▶ **What needs to be done**
Output each record exactly. Leave none out.

▶ **Extracted entries**
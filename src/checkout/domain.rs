use async_trait::async_trait;
use crate::books::dto::BookDto;
use crate::core::library::LibraryResult;
use crate::customers::dto::CustomerDto;

pub mod model;
pub mod service;

// CheckoutService maintains the many-to-many relation between books and customers.
// Linking returns false, without changing anything, when either side does not exist.
#[async_trait]
pub trait CheckoutService: Sync + Send {
    async fn add_customer_to_book(&self, book_id: i64, customer_id: &str) -> LibraryResult<bool>;
    async fn add_book_to_customer(&self, customer_id: &str, book_id: i64) -> LibraryResult<bool>;
    async fn customers_of_book(&self, book_id: i64) -> LibraryResult<Vec<CustomerDto>>;
    async fn books_of_customer(&self, customer_id: &str) -> LibraryResult<Vec<BookDto>>;
}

▶ **Expected answer**
filename src/checkout/domain.rs
use async_trait::async_trait;
use crate::books::dto::BookDto;
use crate::core::library::LibraryResult;
use crate::customers::dto::CustomerDto;

pub mod model;
pub mod service;

// CheckoutService maintains the many-to-many relation between books and customers.
// Linking returns false, without changing anything, when either side does not exist.
#[async_trait]
pub trait CheckoutService: Sync + Send {
    async fn add_customer_to_book(&self, book_id: i64, customer_id: &str) -> LibraryResult<bool>;
    async fn add_book_to_customer(&self, customer_id: &str, book_id: i64) -> LibraryResult<bool>;
    async fn customers_of_book(&self, book_id: i64) -> LibraryResult<Vec<CustomerDto>>;
    async fn books_of_customer(&self, customer_id: &str) -> LibraryResult<Vec<BookDto>>;
}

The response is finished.